» **Task prompt**:
Count the lines below that contain "claims". Answer with the number alone.
──────── Records provided ────────
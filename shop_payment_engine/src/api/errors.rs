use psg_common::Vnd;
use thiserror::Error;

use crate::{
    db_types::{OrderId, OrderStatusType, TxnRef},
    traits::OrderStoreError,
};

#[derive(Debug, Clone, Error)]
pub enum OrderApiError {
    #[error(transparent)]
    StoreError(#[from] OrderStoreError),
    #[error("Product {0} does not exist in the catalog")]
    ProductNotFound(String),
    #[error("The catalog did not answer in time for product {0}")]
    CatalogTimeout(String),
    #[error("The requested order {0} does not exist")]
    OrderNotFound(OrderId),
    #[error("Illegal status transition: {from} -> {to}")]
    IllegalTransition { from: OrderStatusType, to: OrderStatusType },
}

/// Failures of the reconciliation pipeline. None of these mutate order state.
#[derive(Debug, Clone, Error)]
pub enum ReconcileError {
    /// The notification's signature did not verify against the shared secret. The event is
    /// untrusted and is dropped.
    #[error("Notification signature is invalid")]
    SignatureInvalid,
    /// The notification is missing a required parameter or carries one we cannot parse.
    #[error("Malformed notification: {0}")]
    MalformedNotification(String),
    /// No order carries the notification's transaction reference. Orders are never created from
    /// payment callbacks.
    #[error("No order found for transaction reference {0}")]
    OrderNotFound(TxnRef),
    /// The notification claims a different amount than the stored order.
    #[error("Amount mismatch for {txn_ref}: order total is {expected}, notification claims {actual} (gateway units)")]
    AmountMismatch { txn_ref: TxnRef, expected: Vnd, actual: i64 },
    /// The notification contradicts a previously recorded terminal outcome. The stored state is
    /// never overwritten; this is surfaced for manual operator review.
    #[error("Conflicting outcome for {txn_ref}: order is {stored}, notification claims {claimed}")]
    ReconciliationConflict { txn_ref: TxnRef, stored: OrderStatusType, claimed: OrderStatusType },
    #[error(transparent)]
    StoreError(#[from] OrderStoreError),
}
────────
» **Answer to this exercise**:
3